Exercise input Block Start
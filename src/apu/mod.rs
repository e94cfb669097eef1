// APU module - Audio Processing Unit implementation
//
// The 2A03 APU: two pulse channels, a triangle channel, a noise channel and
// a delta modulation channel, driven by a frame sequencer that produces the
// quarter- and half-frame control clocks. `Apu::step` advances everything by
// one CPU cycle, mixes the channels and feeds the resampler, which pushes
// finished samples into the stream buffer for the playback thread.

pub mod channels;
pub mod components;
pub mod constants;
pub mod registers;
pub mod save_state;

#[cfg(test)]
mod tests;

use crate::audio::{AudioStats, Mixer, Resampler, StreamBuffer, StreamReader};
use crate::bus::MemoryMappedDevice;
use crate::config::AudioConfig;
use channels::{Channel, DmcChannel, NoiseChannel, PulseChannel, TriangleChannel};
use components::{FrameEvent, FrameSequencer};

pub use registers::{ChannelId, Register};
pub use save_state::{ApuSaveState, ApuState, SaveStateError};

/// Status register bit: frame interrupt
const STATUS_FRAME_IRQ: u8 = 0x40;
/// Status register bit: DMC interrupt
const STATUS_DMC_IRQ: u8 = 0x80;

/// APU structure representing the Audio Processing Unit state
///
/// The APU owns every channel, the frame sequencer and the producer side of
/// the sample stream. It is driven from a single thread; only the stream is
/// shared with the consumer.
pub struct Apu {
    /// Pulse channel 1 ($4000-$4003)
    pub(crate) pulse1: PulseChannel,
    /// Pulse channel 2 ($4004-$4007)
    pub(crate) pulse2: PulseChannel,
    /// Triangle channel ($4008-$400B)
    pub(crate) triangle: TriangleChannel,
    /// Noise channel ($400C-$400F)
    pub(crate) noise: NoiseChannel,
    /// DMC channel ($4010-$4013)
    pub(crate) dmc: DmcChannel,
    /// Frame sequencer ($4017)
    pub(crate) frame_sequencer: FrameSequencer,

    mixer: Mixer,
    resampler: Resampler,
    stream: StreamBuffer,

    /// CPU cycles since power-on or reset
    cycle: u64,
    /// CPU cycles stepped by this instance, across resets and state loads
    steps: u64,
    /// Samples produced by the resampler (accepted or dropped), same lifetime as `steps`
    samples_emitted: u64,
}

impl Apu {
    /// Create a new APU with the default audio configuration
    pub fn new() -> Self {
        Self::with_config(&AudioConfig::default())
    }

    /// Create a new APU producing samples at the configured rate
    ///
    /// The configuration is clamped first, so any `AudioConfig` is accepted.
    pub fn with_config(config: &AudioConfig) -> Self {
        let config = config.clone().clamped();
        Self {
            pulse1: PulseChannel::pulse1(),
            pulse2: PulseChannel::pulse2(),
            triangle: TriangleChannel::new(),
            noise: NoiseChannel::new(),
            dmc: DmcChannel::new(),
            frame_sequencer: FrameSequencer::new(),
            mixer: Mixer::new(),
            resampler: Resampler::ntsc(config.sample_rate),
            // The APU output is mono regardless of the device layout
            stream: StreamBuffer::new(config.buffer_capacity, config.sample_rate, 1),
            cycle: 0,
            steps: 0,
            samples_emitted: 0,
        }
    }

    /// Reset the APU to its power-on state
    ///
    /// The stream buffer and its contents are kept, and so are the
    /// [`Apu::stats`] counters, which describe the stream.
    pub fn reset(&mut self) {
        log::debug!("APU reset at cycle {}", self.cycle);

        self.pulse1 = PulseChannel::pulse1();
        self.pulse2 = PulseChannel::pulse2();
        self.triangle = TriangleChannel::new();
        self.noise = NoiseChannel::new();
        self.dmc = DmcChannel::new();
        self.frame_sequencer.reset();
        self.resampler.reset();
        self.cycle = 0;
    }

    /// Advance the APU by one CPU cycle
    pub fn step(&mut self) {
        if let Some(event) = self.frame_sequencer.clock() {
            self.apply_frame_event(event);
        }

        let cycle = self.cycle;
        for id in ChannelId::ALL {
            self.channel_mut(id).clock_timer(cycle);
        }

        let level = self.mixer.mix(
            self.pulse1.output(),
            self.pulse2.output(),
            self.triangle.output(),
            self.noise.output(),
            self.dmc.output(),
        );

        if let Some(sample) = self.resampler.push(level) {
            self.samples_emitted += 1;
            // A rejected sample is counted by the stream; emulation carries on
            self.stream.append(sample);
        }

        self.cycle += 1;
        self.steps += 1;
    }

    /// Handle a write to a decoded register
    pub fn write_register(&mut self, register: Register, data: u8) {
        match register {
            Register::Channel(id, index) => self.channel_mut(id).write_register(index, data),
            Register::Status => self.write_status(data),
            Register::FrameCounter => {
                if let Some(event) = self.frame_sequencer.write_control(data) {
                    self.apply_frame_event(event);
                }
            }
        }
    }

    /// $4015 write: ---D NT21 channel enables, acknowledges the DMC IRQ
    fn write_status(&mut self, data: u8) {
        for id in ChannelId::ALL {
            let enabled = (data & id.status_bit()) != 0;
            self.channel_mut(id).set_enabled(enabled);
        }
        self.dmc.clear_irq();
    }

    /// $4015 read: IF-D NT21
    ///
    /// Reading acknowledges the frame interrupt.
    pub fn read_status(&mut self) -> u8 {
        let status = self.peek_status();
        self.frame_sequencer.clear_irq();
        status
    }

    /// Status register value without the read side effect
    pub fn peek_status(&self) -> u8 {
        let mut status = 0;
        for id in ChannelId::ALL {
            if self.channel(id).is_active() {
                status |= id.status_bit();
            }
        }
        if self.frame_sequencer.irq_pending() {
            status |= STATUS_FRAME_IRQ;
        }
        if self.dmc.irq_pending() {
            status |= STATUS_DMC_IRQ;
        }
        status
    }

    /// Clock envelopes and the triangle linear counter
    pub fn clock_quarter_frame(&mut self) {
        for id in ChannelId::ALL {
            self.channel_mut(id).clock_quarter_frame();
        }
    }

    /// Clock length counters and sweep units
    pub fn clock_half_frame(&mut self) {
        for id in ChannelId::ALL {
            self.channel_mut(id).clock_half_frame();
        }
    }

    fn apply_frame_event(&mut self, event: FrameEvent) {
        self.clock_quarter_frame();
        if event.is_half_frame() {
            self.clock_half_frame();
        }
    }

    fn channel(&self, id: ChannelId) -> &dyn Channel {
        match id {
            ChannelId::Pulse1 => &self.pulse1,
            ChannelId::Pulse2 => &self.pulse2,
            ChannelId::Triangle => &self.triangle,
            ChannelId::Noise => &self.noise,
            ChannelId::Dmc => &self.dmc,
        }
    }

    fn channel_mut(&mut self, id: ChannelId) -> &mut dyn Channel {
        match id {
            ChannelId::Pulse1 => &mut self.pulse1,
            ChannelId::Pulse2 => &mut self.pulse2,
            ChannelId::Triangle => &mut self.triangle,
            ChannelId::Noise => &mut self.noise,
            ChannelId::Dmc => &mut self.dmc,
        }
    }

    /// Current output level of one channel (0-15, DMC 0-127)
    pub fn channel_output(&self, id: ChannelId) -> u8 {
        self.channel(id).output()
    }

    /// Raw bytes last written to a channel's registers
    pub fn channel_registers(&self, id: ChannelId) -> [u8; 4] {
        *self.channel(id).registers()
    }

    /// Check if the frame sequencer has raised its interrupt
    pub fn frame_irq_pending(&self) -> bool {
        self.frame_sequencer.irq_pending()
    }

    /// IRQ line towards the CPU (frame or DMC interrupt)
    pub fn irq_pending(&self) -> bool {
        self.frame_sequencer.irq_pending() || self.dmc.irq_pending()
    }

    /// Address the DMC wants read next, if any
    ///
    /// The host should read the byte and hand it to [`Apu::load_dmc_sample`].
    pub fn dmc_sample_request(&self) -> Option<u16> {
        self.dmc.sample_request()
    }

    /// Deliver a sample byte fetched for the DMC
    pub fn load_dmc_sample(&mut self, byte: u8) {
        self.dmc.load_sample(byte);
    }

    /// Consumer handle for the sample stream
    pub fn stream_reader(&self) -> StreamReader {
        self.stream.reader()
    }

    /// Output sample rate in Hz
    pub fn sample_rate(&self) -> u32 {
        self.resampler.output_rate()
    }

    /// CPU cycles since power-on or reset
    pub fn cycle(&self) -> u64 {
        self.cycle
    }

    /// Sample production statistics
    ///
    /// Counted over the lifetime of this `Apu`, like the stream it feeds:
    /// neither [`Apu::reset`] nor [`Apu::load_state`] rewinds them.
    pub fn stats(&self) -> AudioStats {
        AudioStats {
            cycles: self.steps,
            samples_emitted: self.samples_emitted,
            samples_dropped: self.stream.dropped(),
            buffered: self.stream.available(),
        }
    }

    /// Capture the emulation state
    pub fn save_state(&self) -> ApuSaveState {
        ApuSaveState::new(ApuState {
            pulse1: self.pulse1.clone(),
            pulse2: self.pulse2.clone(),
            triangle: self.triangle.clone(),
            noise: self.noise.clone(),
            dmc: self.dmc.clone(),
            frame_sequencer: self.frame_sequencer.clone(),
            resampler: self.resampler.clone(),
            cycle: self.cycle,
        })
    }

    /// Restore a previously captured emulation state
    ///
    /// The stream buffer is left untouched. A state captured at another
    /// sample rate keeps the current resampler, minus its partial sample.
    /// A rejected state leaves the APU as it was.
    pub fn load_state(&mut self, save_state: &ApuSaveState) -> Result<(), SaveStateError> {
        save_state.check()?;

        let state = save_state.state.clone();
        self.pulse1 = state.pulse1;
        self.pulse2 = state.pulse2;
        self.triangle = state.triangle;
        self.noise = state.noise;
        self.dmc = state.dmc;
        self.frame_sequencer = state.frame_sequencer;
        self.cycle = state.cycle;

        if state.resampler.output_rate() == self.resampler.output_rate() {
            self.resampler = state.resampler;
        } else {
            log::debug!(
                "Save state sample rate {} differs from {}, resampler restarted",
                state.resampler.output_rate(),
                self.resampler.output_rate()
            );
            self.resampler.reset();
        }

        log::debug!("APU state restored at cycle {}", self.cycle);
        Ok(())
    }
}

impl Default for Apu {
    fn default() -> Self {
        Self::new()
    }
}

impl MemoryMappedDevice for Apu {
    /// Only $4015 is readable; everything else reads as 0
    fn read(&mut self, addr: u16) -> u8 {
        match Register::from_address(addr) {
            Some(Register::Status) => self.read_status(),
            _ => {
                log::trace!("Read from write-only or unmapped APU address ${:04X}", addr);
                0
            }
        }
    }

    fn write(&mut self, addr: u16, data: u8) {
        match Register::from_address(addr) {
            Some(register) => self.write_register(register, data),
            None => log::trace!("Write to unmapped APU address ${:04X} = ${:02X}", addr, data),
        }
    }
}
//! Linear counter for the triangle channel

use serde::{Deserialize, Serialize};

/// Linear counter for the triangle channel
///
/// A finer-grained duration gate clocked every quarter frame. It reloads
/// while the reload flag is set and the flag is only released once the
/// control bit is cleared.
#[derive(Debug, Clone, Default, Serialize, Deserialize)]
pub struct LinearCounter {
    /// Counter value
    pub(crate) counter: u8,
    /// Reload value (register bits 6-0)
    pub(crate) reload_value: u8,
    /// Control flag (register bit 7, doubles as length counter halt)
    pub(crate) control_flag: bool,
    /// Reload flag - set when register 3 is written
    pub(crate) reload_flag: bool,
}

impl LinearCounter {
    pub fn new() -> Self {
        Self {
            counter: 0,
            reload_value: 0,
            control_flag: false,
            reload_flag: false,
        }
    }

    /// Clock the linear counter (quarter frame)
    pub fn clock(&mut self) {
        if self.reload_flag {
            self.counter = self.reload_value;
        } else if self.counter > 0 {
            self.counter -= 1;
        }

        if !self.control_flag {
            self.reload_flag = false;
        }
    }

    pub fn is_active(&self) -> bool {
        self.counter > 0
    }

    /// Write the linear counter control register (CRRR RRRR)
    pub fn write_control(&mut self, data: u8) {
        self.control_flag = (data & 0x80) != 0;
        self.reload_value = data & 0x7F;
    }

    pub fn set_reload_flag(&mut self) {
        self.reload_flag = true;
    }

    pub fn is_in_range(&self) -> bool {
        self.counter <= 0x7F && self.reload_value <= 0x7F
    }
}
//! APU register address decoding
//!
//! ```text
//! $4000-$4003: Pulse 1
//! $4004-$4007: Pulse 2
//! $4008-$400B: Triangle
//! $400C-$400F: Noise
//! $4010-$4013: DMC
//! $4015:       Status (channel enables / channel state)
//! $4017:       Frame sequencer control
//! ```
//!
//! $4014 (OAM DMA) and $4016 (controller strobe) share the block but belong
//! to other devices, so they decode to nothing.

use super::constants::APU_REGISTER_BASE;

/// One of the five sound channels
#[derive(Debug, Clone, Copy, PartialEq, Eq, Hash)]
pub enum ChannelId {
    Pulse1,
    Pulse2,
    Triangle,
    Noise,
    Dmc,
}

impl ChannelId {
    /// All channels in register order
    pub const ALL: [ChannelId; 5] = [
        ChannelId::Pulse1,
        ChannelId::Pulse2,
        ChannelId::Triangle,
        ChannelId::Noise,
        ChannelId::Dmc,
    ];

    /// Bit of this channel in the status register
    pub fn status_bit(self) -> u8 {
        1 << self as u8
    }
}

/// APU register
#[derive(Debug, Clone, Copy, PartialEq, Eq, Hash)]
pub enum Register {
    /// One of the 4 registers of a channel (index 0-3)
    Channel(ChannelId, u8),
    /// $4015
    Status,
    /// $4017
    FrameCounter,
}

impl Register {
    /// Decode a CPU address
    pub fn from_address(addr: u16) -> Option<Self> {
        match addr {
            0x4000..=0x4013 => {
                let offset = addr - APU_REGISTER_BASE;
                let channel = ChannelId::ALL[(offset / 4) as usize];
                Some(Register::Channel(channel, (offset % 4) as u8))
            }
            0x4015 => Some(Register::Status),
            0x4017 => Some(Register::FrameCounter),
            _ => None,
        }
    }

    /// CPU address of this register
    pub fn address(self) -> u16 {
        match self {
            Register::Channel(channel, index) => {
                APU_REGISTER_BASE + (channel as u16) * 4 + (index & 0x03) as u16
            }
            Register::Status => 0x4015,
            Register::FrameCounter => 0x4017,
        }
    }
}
Exercise input Block End
For the word "Processing", work out how many lines of the entries contain it, and state the number alone.

2